Task to complete
Find the string "debug" in the records. Copy every line it appears in.

════════════════

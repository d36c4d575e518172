//! Error classification for non-2xx responses.
//!
//! [`classify`] is pure: it builds an [`ApiError`] from the status, headers and
//! body, degrading to an opaque message when the body is not the
//! `{ "error": { "code", "message", "extra" } }` envelope. [`apply_side_effects`]
//! then mutates session state and raises notices, in priority order.

use super::retry_after;
use crate::{
    errors::{ApiError, ErrorKind},
    notify::Notice,
    session::{events::AuthLost, SessionContext},
};
use reqwest::{header::HeaderMap, StatusCode};
use serde_json::Value;
use std::collections::BTreeMap;
use tracing::debug;

/// Maximum number of body characters surfaced as a message.
const MAX_ERROR_CHARS: usize = 200;

pub const MISSING_TOKEN_CODE: &str = "missing_token";
pub const CSRF_CODES: [&str; 3] = ["csrf_failed", "csrf_mismatch", "csrf_denied"];

pub const SESSION_EXPIRED_MESSAGE: &str = "Your session has expired. Please sign in again.";
pub const CSRF_REJECTED_MESSAGE: &str =
    "Your security token was rejected. Refresh and retry the request.";

/// Builds a structured error from a non-2xx response.
#[must_use]
pub fn classify(status: StatusCode, headers: &HeaderMap, body: &[u8], now_ms: i64) -> ApiError {
    let raw_body = String::from_utf8_lossy(body).into_owned();
    let envelope = parse_envelope(body);
    let code = envelope.as_ref().and_then(|e| e.code.clone());
    let lowered = raw_body.to_lowercase();

    let kind = match status {
        StatusCode::UNAUTHORIZED => ErrorKind::AuthLost,
        StatusCode::FORBIDDEN
            if code.as_deref() == Some(MISSING_TOKEN_CODE)
                || lowered.contains(MISSING_TOKEN_CODE) =>
        {
            ErrorKind::AuthLost
        }
        StatusCode::FORBIDDEN
            if code.as_deref().is_some_and(|code| CSRF_CODES.contains(&code))
                || lowered.contains("csrf") =>
        {
            ErrorKind::CsrfRejected
        }
        StatusCode::FORBIDDEN => ErrorKind::Forbidden,
        StatusCode::TOO_MANY_REQUESTS => ErrorKind::RateLimited,
        _ => ErrorKind::Generic,
    };

    let message = envelope
        .and_then(|e| e.message)
        .or_else(|| sanitize_body(&raw_body))
        .unwrap_or_else(|| fallback_message(status));

    ApiError {
        status: status.as_u16(),
        code,
        retry_after_seconds: retry_after::from_headers(headers, now_ms),
        message,
        raw_body: (!raw_body.is_empty()).then_some(raw_body),
        headers: snapshot_headers(headers),
        kind,
    }
}

/// Applies the local consequences of a classified error.
pub fn apply_side_effects(context: &SessionContext, error: &ApiError, path: &str) {
    debug!(status = error.status, kind = ?error.kind, code = ?error.code, "classified API error");

    match error.kind {
        ErrorKind::AuthLost => {
            context.auth_lost(&AuthLost {
                status: error.status,
                code: error.code.clone(),
                path: Some(path.to_string()),
            });
            if error.status == StatusCode::FORBIDDEN.as_u16() {
                context.notify(Notice::error(SESSION_EXPIRED_MESSAGE));
            }
        }
        ErrorKind::CsrfRejected => {
            context.csrf().clear();
            context.notify(Notice::warning(CSRF_REJECTED_MESSAGE));
        }
        ErrorKind::Forbidden if error.code.is_some() => {
            context.notify(Notice::error(error.message.clone()));
        }
        // Rate limiting is reported by the executor; the rest surface to the caller only.
        ErrorKind::Forbidden | ErrorKind::RateLimited | ErrorKind::Generic => {}
    }
}

struct Envelope {
    code: Option<String>,
    message: Option<String>,
}

fn parse_envelope(body: &[u8]) -> Option<Envelope> {
    let value: Value = serde_json::from_slice(body).ok()?;
    let text = |value: Option<&Value>| {
        value
            .and_then(Value::as_str)
            .map(str::trim)
            .filter(|text| !text.is_empty())
            .map(str::to_string)
    };

    match value.get("error") {
        Some(error @ Value::Object(_)) => Some(Envelope {
            code: text(error.get("code")),
            message: text(error.get("message")).or_else(|| text(value.get("message"))),
        }),
        Some(Value::String(message)) => Some(Envelope {
            code: None,
            message: text(Some(&Value::String(message.clone()))),
        }),
        _ => Some(Envelope {
            code: text(value.get("code")),
            message: text(value.get("message")),
        }),
    }
}

/// Trims and truncates a body for user-facing messages.
fn sanitize_body(body: &str) -> Option<String> {
    let trimmed = body.trim();
    (!trimmed.is_empty()).then(|| trimmed.chars().take(MAX_ERROR_CHARS).collect())
}

fn fallback_message(status: StatusCode) -> String {
    match status.canonical_reason() {
        Some(reason) => format!("Request failed: {reason}."),
        None => "Request failed.".to_string(),
    }
}

fn snapshot_headers(headers: &HeaderMap) -> BTreeMap<String, String> {
    let mut snapshot = BTreeMap::new();
    for (name, value) in headers {
        if let Ok(value) = value.to_str() {
            snapshot
                .entry(name.as_str().to_string())
                .and_modify(|existing: &mut String| {
                    existing.push_str(", ");
                    existing.push_str(value);
                })
                .or_insert_with(|| value.to_string());
        }
    }
    snapshot
}

#[cfg(test)]
mod tests {
    use super::*;
    use reqwest::header::{HeaderValue, RETRY_AFTER};

    fn classify_body(status: u16, body: &str) -> ApiError {
        classify(
            StatusCode::from_u16(status).unwrap_or(StatusCode::INTERNAL_SERVER_ERROR),
            &HeaderMap::new(),
            body.as_bytes(),
            0,
        )
    }

    #[test]
    fn envelope_code_and_message_are_extracted() {
        let err = classify_body(403, r#"{"error":{"code":"csrf_failed","message":"Denied"}}"#);
        assert_eq!(err.kind, ErrorKind::CsrfRejected);
        assert_eq!(err.code.as_deref(), Some("csrf_failed"));
        assert_eq!(err.message, "Denied");
        assert_eq!(
            err.raw_body.as_deref(),
            Some(r#"{"error":{"code":"csrf_failed","message":"Denied"}}"#)
        );
    }

    #[test]
    fn status_and_markers_select_kind() {
        assert_eq!(classify_body(401, "").kind, ErrorKind::AuthLost);
        assert_eq!(
            classify_body(403, r#"{"error":{"code":"missing_token"}}"#).kind,
            ErrorKind::AuthLost
        );
        assert_eq!(classify_body(403, "missing_token").kind, ErrorKind::AuthLost);
        assert_eq!(
            classify_body(403, r#"{"error":{"code":"csrf_mismatch"}}"#).kind,
            ErrorKind::CsrfRejected
        );
        assert_eq!(classify_body(403, "CSRF check failed").kind, ErrorKind::CsrfRejected);
        assert_eq!(
            classify_body(403, r#"{"error":{"code":"not_operator","message":"Operators only"}}"#)
                .kind,
            ErrorKind::Forbidden
        );
        assert_eq!(classify_body(429, "").kind, ErrorKind::RateLimited);
        assert_eq!(classify_body(500, "boom").kind, ErrorKind::Generic);
    }

    #[test]
    fn malformed_json_degrades_to_opaque_message() {
        let err = classify_body(500, "{\"error\": {oops");
        assert_eq!(err.code, None);
        assert_eq!(err.message, "{\"error\": {oops");

        let long = "x".repeat(500);
        assert_eq!(classify_body(502, &long).message.len(), MAX_ERROR_CHARS);

        let err = classify_body(503, "   ");
        assert_eq!(err.message, "Request failed: Service Unavailable.");
    }

    #[test]
    fn flat_and_string_envelopes_are_understood() {
        let err = classify_body(400, r#"{"code":"bad_input","message":"Name is required"}"#);
        assert_eq!(err.code.as_deref(), Some("bad_input"));
        assert_eq!(err.message, "Name is required");

        let err = classify_body(400, r#"{"error":"Broken payload"}"#);
        assert_eq!(err.code, None);
        assert_eq!(err.message, "Broken payload");
    }

    #[test]
    fn retry_after_and_headers_are_captured() {
        let mut headers = HeaderMap::new();
        headers.insert(RETRY_AFTER, HeaderValue::from_static("7"));
        headers.append("x-trace", HeaderValue::from_static("a"));
        headers.append("x-trace", HeaderValue::from_static("b"));

        let err = classify(StatusCode::TOO_MANY_REQUESTS, &headers, b"", 0);
        assert_eq!(err.retry_after_seconds, Some(7));
        assert_eq!(err.header("X-Trace"), Some("a, b"));
        assert_eq!(err.raw_body, None);
    }
}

════════════════

Task result
use tracing::debug;
    debug!(status = error.status, kind = ?error.kind, code = ?error.code, "classified API error");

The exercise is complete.